My Portrait Process: First Step is the Value Study

There is no single way to create a portrait.  Each artist's process is unique. It's not learned in a class or workshop...it can only be developed through trial and error.  What I show in this post and several upcoming, is my current process.  For me, success relies on the work that happens before paint touches canvas.  It's not about copying a photo.  It's about hard work, careful technique, and artistic interpretation.

I'm preparing to paint an oil portrait of Kirk, 20-year-old son of a friend.  He's at that great age where he has a lot of freedom...trying to find his place in the world...not yet a cog in the machine.  I want that to come across in the final image.

Kirk in Youth, 16x12", charcoal and white chalk on Strathmore 400 toned paper.

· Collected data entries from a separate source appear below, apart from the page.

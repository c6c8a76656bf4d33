use std::collections::BTreeSet;
use std::sync::Arc;

use chrono::NaiveDate;
use log::info;

use crate::error::AppError;
use crate::models::daily_log::{FUTURE_DATE_MESSAGE, HOURS_MESSAGE, MOOD_MESSAGE};
use crate::models::{DailyLog, DailyLogInput};
use crate::store::{IdGenerator, InMemoryRepository, RandomIds, Repository};

/// Daily work logs. Entries are append-only; several per day are allowed.
#[derive(Clone)]
pub struct DailyLogs {
    repo: Arc<dyn Repository<DailyLog>>,
    ids: Arc<dyn IdGenerator>,
}

impl DailyLogs {
    pub fn new(repo: Arc<dyn Repository<DailyLog>>, ids: Arc<dyn IdGenerator>) -> Self {
        Self { repo, ids }
    }

    pub fn in_memory() -> Self {
        Self::new(
            Arc::new(InMemoryRepository::new("daily logs")),
            Arc::new(RandomIds),
        )
    }

    pub fn list(&self) -> Result<Vec<DailyLog>, AppError> {
        self.repo.list()
    }

    /// Records an entry dated `input.date`, or `today` when none is given.
    pub fn add(&self, input: &DailyLogInput, today: NaiveDate) -> Result<DailyLog, AppError> {
        if !input.hours.is_finite() || input.hours < 0.0 {
            return Err(AppError::ValidationError(HOURS_MESSAGE.into()));
        }
        if !(1..=5).contains(&input.mood) {
            return Err(AppError::ValidationError(MOOD_MESSAGE.into()));
        }
        let date = input.date.unwrap_or(today);
        if date > today {
            return Err(AppError::ValidationError(FUTURE_DATE_MESSAGE.into()));
        }

        let log = self.repo.add(DailyLog::new(
            self.ids.next_id(),
            input.hours,
            &input.notes,
            input.mood,
            date,
        ))?;
        info!("daily log {} recorded for {}: {}h", log.id, log.date, log.hours);
        Ok(log)
    }
}

/// Consecutive days with at least one entry, counting back from `today`.
/// Zero when nothing was logged today.
pub fn log_streak(logs: &[DailyLog], today: NaiveDate) -> u32 {
    let days: BTreeSet<NaiveDate> = logs.iter().map(|log| log.date).collect();
    let mut streak = 0;
    let mut day = Some(today);
    while let Some(current) = day.filter(|d| days.contains(d)) {
        streak += 1;
        day = current.pred_opt();
    }
    streak
}
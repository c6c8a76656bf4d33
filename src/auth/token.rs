use crate::error::AppError;
use chrono::{Duration, Utc};
use jsonwebtoken::{decode, encode, DecodingKey, EncodingKey, Header, Validation};
use serde::{Deserialize, Serialize};
use uuid::Uuid;

/// Represents the claims encoded within a session token.
#[derive(Debug, Serialize, Deserialize, Clone, PartialEq, Eq)]
pub struct Claims {
    /// The authenticated user's id.
    pub sub: Uuid,
    /// Issued-at timestamp (seconds since epoch).
    pub iat: usize,
    /// Expiration timestamp (seconds since epoch).
    pub exp: usize,
}

/// HS256 signing and verification keys derived from the shared secret,
/// together with the lifetime given to new tokens.
#[derive(Clone)]
pub struct TokenKeys {
    encoding: EncodingKey,
    decoding: DecodingKey,
    ttl: Duration,
}

impl TokenKeys {
    /// Fails when `ttl_days` is not a positive number of days chrono can represent.
    pub fn new(secret: &str, ttl_days: i64) -> Result<Self, AppError> {
        let ttl = Duration::try_days(ttl_days)
            .filter(|ttl| *ttl > Duration::zero())
            .ok_or_else(|| {
                AppError::InternalServerError(format!(
                    "token lifetime out of range: {} days",
                    ttl_days
                ))
            })?;

        Ok(Self {
            encoding: EncodingKey::from_secret(secret.as_bytes()),
            decoding: DecodingKey::from_secret(secret.as_bytes()),
            ttl,
        })
    }

    /// Issues a token for `user_id` that expires after the configured lifetime.
    ///
    /// Returns `AppError::InternalServerError` if the expiry overflows or encoding fails.
    pub fn generate_token(&self, user_id: Uuid) -> Result<String, AppError> {
        let now = Utc::now();
        let expiration = now
            .checked_add_signed(self.ttl)
            .ok_or_else(|| AppError::InternalServerError("token expiry out of range".into()))?;

        let claims = Claims {
            sub: user_id,
            iat: now.timestamp() as usize,
            exp: expiration.timestamp() as usize,
        };

        encode(&Header::default(), &claims, &self.encoding)
            .map_err(|e| AppError::InternalServerError(format!("Failed to generate token: {}", e)))
    }

    /// Verifies the signature and expiry of `token` and returns its claims.
    ///
    /// Malformed, forged and expired tokens all yield `AppError::Unauthorized`.
    pub fn verify_token(&self, token: &str) -> Result<Claims, AppError> {
        let data = decode::<Claims>(token, &self.decoding, &Validation::default())?;
        Ok(data.claims)
    }
}
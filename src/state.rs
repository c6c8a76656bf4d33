use std::sync::Arc;

use crate::auth::{Authenticator, TokenKeys};
use crate::collections::{DailyLogs, Habits, Tasks};
use crate::config::Config;
use crate::error::AppError;
use crate::store::InMemoryCredentialStore;

/// Shared application state handed to every handler through `web::Data`.
///
/// Cloning is cheap; all clones share the same underlying collections.
#[derive(Clone)]
pub struct AppState {
    pub authenticator: Authenticator,
    pub habits: Habits,
    pub tasks: Tasks,
    pub logs: DailyLogs,
}

impl AppState {
    pub fn new(
        authenticator: Authenticator,
        habits: Habits,
        tasks: Tasks,
        logs: DailyLogs,
    ) -> Self {
        Self {
            authenticator,
            habits,
            tasks,
            logs,
        }
    }

    /// Empty in-memory stores with the configured secret, token lifetime and bcrypt cost.
    pub fn from_config(config: &Config) -> Result<Self, AppError> {
        let authenticator = Authenticator::new(
            Arc::new(InMemoryCredentialStore::new()),
            TokenKeys::new(&config.jwt_secret, config.token_ttl_days)?,
            config.bcrypt_cost,
        );
        Ok(Self::new(
            authenticator,
            Habits::in_memory(),
            Tasks::in_memory(),
            DailyLogs::in_memory(),
        ))
    }
}
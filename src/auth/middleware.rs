use actix_web::{
    body::EitherBody,
    dev::{forward_ready, Service, ServiceRequest, ServiceResponse, Transform},
    http::header,
    Error, HttpMessage,
};
use futures::future::{ready, LocalBoxFuture, Ready};

use crate::auth::{AuthenticatedUserId, Authenticator};
use crate::error::AppError;

/// Routes under the guarded scope that are reachable without a token.
const PUBLIC_PATHS: [&str; 2] = ["/api/auth/login", "/api/auth/register"];

fn is_public(path: &str) -> bool {
    let path = path.trim_end_matches('/');
    PUBLIC_PATHS.contains(&path)
}

/// Rejects requests without a valid `Authorization: Bearer <token>` header.
///
/// Tokens are checked by [`Authenticator::verify_token`]. On success the user
/// id is stored in the request extensions for the `AuthenticatedUserId`
/// extractor. Rejections are answered here with the usual JSON error body
/// instead of reaching the handler.
#[derive(Clone)]
pub struct AuthMiddleware {
    authenticator: Authenticator,
}

impl AuthMiddleware {
    pub fn new(authenticator: Authenticator) -> Self {
        Self { authenticator }
    }
}

impl<S, B> Transform<S, ServiceRequest> for AuthMiddleware
where
    S: Service<ServiceRequest, Response = ServiceResponse<B>, Error = Error>,
    S::Future: 'static,
    B: 'static,
{
    type Response = ServiceResponse<EitherBody<B>>;
    type Error = Error;
    type Transform = AuthMiddlewareService<S>;
    type InitError = ();
    type Future = Ready<Result<Self::Transform, Self::InitError>>;

    fn new_transform(&self, service: S) -> Self::Future {
        ready(Ok(AuthMiddlewareService {
            service,
            authenticator: self.authenticator.clone(),
        }))
    }
}

pub struct AuthMiddlewareService<S> {
    service: S,
    authenticator: Authenticator,
}

impl<S, B> Service<ServiceRequest> for AuthMiddlewareService<S>
where
    S: Service<ServiceRequest, Response = ServiceResponse<B>, Error = Error>,
    S::Future: 'static,
    B: 'static,
{
    type Response = ServiceResponse<EitherBody<B>>;
    type Error = Error;
    type Future = LocalBoxFuture<'static, Result<Self::Response, Self::Error>>;

    forward_ready!(service);

    fn call(&self, req: ServiceRequest) -> Self::Future {
        if is_public(req.path()) {
            let fut = self.service.call(req);
            return Box::pin(async move { fut.await.map(ServiceResponse::map_into_left_body) });
        }

        let verified = match req
            .headers()
            .get(header::AUTHORIZATION)
            .and_then(|value| value.to_str().ok())
            .and_then(|value| value.strip_prefix("Bearer "))
        {
            Some(token) => self.authenticator.verify_token(token.trim()),
            None => Err(AppError::Unauthorized("Missing token".into())),
        };

        match verified {
            Ok(user_id) => {
                req.extensions_mut().insert(AuthenticatedUserId(user_id));
                let fut = self.service.call(req);
                Box::pin(async move { fut.await.map(ServiceResponse::map_into_left_body) })
            }
            Err(app_err) => {
                log::warn!("rejected {} {}: {}", req.method(), req.path(), app_err);
                let response = req.error_response(app_err).map_into_right_body();
                Box::pin(async move { Ok(response) })
            }
        }
    }
}
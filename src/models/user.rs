use serde::{Deserialize, Serialize};
use uuid::Uuid;

/// A registered account. Only the bcrypt hash of the password is kept.
#[derive(Debug, Clone, Serialize)]
pub struct User {
    pub id: Uuid,
    pub email: String,
    #[serde(skip_serializing)]
    pub password_hash: String,
}

/// The part of a user that is safe to return to clients.
#[derive(Debug, Clone, PartialEq, Eq, Serialize, Deserialize)]
pub struct PublicUser {
    pub id: Uuid,
    pub email: String,
}

impl User {
    pub fn new(email: &str, password_hash: String) -> Self {
        Self {
            id: Uuid::new_v4(),
            email: email.to_string(),
            password_hash,
        }
    }
}

impl From<&User> for PublicUser {
    fn from(user: &User) -> Self {
        Self {
            id: user.id,
            email: user.email.clone(),
        }
    }
}
use serde::{Deserialize, Serialize};
use uuid::Uuid;
use validator::Validate;

use crate::models::validate_not_blank;
use crate::store::Identified;

/// A recurring activity tracked with a daily completion streak.
#[derive(Debug, Clone, PartialEq, Eq, Serialize, Deserialize)]
#[serde(rename_all = "camelCase")]
pub struct Habit {
    /// Unique identifier assigned at creation.
    pub id: Uuid,
    /// Trimmed, non-empty title.
    pub title: String,
    /// Number of day windows in which the habit was marked done.
    pub streak: u32,
    /// Whether the habit has been marked done since the last daily reset.
    pub done_today: bool,
}

/// Request body for creating a habit.
#[derive(Debug, Serialize, Deserialize, Validate)]
pub struct HabitInput {
    /// Must contain non-whitespace text and be at most 200 characters.
    #[serde(default)]
    #[validate(
        length(max = 200, message = "Title must be at most 200 characters"),
        custom = "validate_not_blank"
    )]
    pub title: String,
}

impl Habit {
    pub fn new(id: Uuid, title: &str) -> Self {
        Self {
            id,
            title: title.trim().to_string(),
            streak: 0,
            done_today: false,
        }
    }

    /// Marks the habit done for the current day window.
    ///
    /// Returns `false` without touching the streak when it was already done,
    /// so repeated calls cannot inflate the streak.
    pub fn mark_done(&mut self) -> bool {
        if self.done_today {
            return false;
        }
        self.done_today = true;
        self.streak += 1;
        true
    }

    /// Opens a new day window. The streak is kept.
    pub fn reset_day(&mut self) {
        self.done_today = false;
    }
}

impl Identified for Habit {
    fn id(&self) -> Uuid {
        self.id
    }
}
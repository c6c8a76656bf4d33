use crate::{
    auth::{AuthenticatedUserId, MessageResponse},
    error::AppError,
    models::HabitInput,
    routes::parse_id,
    state::AppState,
};
use actix_web::{get, post, put, web, HttpResponse, Responder};
use log::debug;
use validator::Validate;

/// Lists every habit in the order they were added.
#[get("")]
pub async fn get_habits(
    state: web::Data<AppState>,
    user: AuthenticatedUserId,
) -> Result<impl Responder, AppError> {
    debug!("user {} listing habits", user.0);
    Ok(HttpResponse::Ok().json(state.habits.list()?))
}

/// Creates a habit with `streak = 0` and `doneToday = false`.
///
/// ## Responses:
/// - `201 Created`: The new habit.
/// - `400 Bad Request`: Blank or overly long title.
#[post("")]
pub async fn create_habit(
    state: web::Data<AppState>,
    habit_data: web::Json<HabitInput>,
    user: AuthenticatedUserId,
) -> Result<impl Responder, AppError> {
    habit_data.validate()?;
    let habit = state.habits.add(&habit_data.title)?;
    debug!("user {} created habit {}", user.0, habit.id);
    Ok(HttpResponse::Created().json(habit))
}

/// Clears `doneToday` on every habit.
#[put("/reset")]
pub async fn reset_habits(
    state: web::Data<AppState>,
    user: AuthenticatedUserId,
) -> Result<impl Responder, AppError> {
    state.habits.reset_daily()?;
    debug!("user {} reset habits", user.0);
    Ok(HttpResponse::Ok().json(MessageResponse::new("Daily reset done")))
}

/// Marks a habit done for today.
///
/// ## Responses:
/// - `200 OK`: The habit. Unchanged when it was already done today.
/// - `404 Not Found`: `{"message": "Habit not found"}`.
#[put("/{id}/done")]
pub async fn mark_habit_done(
    state: web::Data<AppState>,
    habit_id: web::Path<String>,
    user: AuthenticatedUserId,
) -> Result<impl Responder, AppError> {
    let id = parse_id(&habit_id, "Habit not found")?;
    let habit = state.habits.mark_done(id)?;
    debug!("user {} marked habit {} done", user.0, habit.id);
    Ok(HttpResponse::Ok().json(habit))
}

First step in my process is a charcoal drawing.  This helps me work out the value structure.  Kirk sat for a 1-hour oil sketch so I could record true skin tones, then I shot about 400 photos of him.  This sketch is a composite of 4 photos, drawn freehand.

This step familiarizes me with all the subtle shadows, shapes, and edges...so when I get to the real thing it goes down much easier. I strategize how to use those subtle features to make the big image more interesting.

As you can see, I'm having trouble with the closest forearm and hand.  The anatomy and value are wrong and the hand is too big.  Cover them and the whole drawing looks better.  I will do some studies to work it out.

After that comes a small color sketch, to work through the color palette and make any final changes before the big painting.

2 comments:

  1. Beautiful drawing. Thanks for sharing your process. I'm not quite sure why you need four hundred photos...but, hey! You know what you are doing! :)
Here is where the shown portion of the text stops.